Forks primarily occur due to two reasons: network latency and software updates. Network latency can cause blocks to be received at different times, leading to a split.
What Happens to Transactions from Obsolete Blocks?
When a block becomes obsolete due to circuit reorganization, its data is no longer validated by the network. However, transactions from that block are not lost: they are returned to the mempool and wait to be reinserted into a new block.

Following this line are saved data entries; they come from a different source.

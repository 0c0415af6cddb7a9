//! Field-level security.

use std::collections::{BTreeMap, HashMap};

use busbar_sf_elements::{Element, ObjectType};
use futures::future::try_join_all;
use serde_json::{json, Map, Value};
use tracing::{debug, instrument};

use crate::annotations::{FIELD_LEVEL_SECURITY, FLS_EDITABLE, FLS_READABLE};
use crate::client::SalesforceApi;
use crate::error::Result;
use crate::mapper::field_api_full_name;
use crate::naming::to_internal_name;
use crate::types::{ProfileInfo, PROFILE};

use super::{check_results, to_payload};

/// Access one profile has on one field.
#[derive(Debug, Clone, Copy, PartialEq, Eq)]
pub struct FieldAccess {
    pub editable: bool,
    pub readable: bool,
}

/// Index of field permissions: `Object.Field` → profile name → access.
#[derive(Debug, Clone, Default, PartialEq, Eq)]
pub struct FieldPermissions {
    index: HashMap<String, BTreeMap<String, FieldAccess>>,
}

impl FieldPermissions {
    pub fn new() -> Self {
        Self::default()
    }

    /// Build the index from profiles read from the org.
    pub fn from_profiles(profiles: &[ProfileInfo]) -> Self {
        let mut permissions = Self::new();
        for profile in profiles {
            for permission in &profile.field_permissions {
                permissions.insert(
                    permission.field.clone(),
                    profile.full_name.clone(),
                    FieldAccess {
                        editable: permission.editable,
                        readable: permission.readable,
                    },
                );
            }
        }
        permissions
    }

    pub fn insert(&mut self, field: String, profile: String, access: FieldAccess) {
        self.index.entry(field).or_default().insert(profile, access);
    }

    /// Access per profile on a fully-qualified field name.
    pub fn get(&self, field: &str) -> Option<&BTreeMap<String, FieldAccess>> {
        self.index.get(field)
    }

    /// Number of fields with at least one recorded permission.
    pub fn len(&self) -> usize {
        self.index.len()
    }

    pub fn is_empty(&self) -> bool {
        self.index.is_empty()
    }
}

/// Annotate every field of `object` that has recorded permissions with
/// `field_level_security`: internal profile name → `{editable, readable}`.
/// Fields without recorded permissions are left untouched.
pub fn attach_field_level_security(object: &mut ObjectType, permissions: &FieldPermissions) {
    let full_names: Vec<(String, String)> = object
        .fields
        .values()
        .map(|field| (field.name.clone(), field_api_full_name(object, field)))
        .collect();

    for (name, full_name) in full_names {
        let Some(profiles) = permissions.get(&full_name) else {
            continue;
        };
        let security: Map<String, Value> = profiles
            .iter()
            .map(|(profile, access)| {
                (
                    to_internal_name(profile),
                    json!({ FLS_EDITABLE: access.editable, FLS_READABLE: access.readable }),
                )
            })
            .collect();
        if let Some(field) = object.field_mut(&name) {
            field.set_annotation(FIELD_LEVEL_SECURITY, security);
        }
    }
}

impl<C: SalesforceApi> super::SalesforceAdapter<C> {
    /// Read every profile and index its field permissions.
    #[instrument(skip(self))]
    pub async fn discover_field_permissions(&self) -> Result<FieldPermissions> {
        let components = self.client.list_metadata(PROFILE).await?;
        debug!(profiles = components.len(), "Reading profiles");

        let profiles = try_join_all(
            components
                .iter()
                .map(|component| self.client.read_profile(&component.full_name)),
        )
        .await?;

        let permissions = FieldPermissions::from_profiles(&profiles);
        debug!(fields = permissions.len(), "Indexed field permissions");
        Ok(permissions)
    }

    /// Grant the system administrator profile read and edit access on the
    /// given fully-qualified fields.
    pub(crate) async fn update_permissions(&self, fields: Vec<String>) -> Result<()> {
        let profile =
            ProfileInfo::new(self.config.system_admin_profile.clone()).with_full_access(fields);
        debug!(
            profile = %profile.full_name,
            fields = profile.field_permissions.len(),
            "Granting field permissions"
        );
        let results = self
            .client
            .update_metadata(PROFILE, &to_payload(&[profile])?)
            .await?;
        check_results(&results)
    }
}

What Are the Risks Associated with Chain Realignments?
Chain rebuilds are usually limited to a few blocks, but there are risks involved:
- Loss of confidence in transaction confirmations.
- The possibility of attacks, such as the 51% attack, where an attacker controls a large portion of the computing power.
- Prolonged reconfiguration can disrupt the system, especially in networks with less decentralization.
Effectiveness and relevance of the concept
Comparison between the chain selection rules of the longest chain and GHOST
The longest chain principle plays a critical role in the security and resilience of the blockchain. Through it, it achieves:
- Consistency of data in a decentralized network.
- Resistance to manipulation.
- Effective prevention of double-spending.
This principle not only builds trust in blockchains but also provides a foundation for their further development.